**Given records**.
// =============================================================================
// Live Provider Tests
// =============================================================================

#[tokio::test]
#[ignore = "requires a running Ollama instance and GROQ_API_KEY"]
async fn test_live_end_to_end() {
    use docchat_api::{create_router, state::AppState};
    use docchat_core::config::AppConfig;
    use std::sync::Arc;

    let data = tempfile::tempdir().unwrap();
    let mut config = AppConfig::from_env().unwrap();
    config.storage.upload_dir = data.path().join("uploads");
    config.storage.index_root = data.path().join("indexes");

    let state = Arc::new(AppState::new(config).unwrap());
    let app = create_router(state);

    let uploaded = upload_pdf(&app, "sky.pdf", "The sky is blue.").await;
    let pdf_id = uploaded["pdf_id"].as_str().unwrap();

    let request = create_json_request(
        "POST",
        "/chat",
        json!({"message": "What color is the sky?", "pdf_id": pdf_id}),
    );
    let response = app.clone().oneshot(request).await.unwrap();
    assert_eq!(response.status(), StatusCode::OK);

    let json = body_json(response).await;
    let answer = json["response"].as_str().unwrap().to_lowercase();
    assert!(answer.contains("blue"), "unexpected answer: {answer}");

    // Questions the document cannot answer should be declined, not invented
    let request = create_json_request(
        "POST",
        "/chat",
        json!({"message": "What is the capital of France?", "pdf_id": pdf_id}),
    );
    let response = app.oneshot(request).await.unwrap();
    assert_eq!(response.status(), StatusCode::OK);

    let json = body_json(response).await;
    let answer = json["response"].as_str().unwrap().to_lowercase();
    assert!(!answer.contains("paris"), "answered out of scope: {answer}");
}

**Brief**. From the listing above, return each line with the word "await".

**The answer**.
    let uploaded = upload_pdf(&app, "sky.pdf", "The sky is blue.").await;
    let response = app.clone().oneshot(request).await.unwrap();
    let json = body_json(response).await;
    let response = app.oneshot(request).await.unwrap();
    let json = body_json(response).await;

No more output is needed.